** Opening Exercise inputs block **
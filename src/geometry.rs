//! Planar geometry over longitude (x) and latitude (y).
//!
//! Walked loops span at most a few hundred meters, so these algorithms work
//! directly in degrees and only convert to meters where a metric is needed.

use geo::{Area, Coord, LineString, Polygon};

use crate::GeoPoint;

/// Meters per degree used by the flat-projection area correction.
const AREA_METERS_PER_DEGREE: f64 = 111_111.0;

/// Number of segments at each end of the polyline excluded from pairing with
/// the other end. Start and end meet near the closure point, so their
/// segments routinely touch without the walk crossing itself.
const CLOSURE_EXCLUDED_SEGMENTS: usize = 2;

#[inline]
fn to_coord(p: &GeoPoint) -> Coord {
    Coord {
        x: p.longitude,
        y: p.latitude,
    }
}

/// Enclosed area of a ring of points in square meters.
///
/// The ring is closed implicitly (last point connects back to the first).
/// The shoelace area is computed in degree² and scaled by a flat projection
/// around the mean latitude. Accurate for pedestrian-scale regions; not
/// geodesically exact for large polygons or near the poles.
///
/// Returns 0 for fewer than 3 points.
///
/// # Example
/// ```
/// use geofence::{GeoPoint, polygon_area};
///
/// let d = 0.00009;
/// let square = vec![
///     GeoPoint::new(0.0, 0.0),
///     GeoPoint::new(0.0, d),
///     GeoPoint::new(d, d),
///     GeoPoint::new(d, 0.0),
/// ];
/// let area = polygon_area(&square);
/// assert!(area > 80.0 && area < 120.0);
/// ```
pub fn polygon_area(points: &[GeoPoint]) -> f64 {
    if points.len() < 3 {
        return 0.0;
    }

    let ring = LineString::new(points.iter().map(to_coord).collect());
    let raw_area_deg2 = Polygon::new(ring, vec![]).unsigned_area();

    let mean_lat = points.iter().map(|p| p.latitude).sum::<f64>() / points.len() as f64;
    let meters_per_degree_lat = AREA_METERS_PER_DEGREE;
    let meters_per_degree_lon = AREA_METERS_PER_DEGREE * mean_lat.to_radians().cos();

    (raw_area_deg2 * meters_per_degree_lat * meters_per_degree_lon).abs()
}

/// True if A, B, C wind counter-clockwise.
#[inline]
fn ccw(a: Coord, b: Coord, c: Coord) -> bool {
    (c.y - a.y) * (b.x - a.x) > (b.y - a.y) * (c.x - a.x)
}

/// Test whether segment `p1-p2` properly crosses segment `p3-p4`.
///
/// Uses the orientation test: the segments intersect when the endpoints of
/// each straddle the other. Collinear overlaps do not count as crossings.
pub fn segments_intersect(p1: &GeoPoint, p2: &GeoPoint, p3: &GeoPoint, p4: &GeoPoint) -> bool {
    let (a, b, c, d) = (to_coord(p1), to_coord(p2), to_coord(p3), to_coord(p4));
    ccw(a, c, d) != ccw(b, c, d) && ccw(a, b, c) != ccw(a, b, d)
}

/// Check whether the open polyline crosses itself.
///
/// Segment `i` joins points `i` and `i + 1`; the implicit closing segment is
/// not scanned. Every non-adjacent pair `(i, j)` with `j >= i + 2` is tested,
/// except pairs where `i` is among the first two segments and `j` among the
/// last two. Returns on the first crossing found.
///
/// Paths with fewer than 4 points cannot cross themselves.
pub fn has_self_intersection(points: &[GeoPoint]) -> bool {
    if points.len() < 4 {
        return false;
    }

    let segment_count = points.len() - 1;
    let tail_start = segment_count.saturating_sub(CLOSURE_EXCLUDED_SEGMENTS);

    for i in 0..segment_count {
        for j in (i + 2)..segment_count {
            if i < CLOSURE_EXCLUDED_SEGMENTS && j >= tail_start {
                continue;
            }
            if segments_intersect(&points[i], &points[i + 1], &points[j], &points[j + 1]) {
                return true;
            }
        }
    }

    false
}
** Closing Exercise inputs block **
§ **What you will do**: Report how many lines in the data contain the word "bool", with no words besides the number.

§ **Response to the exercise**: 3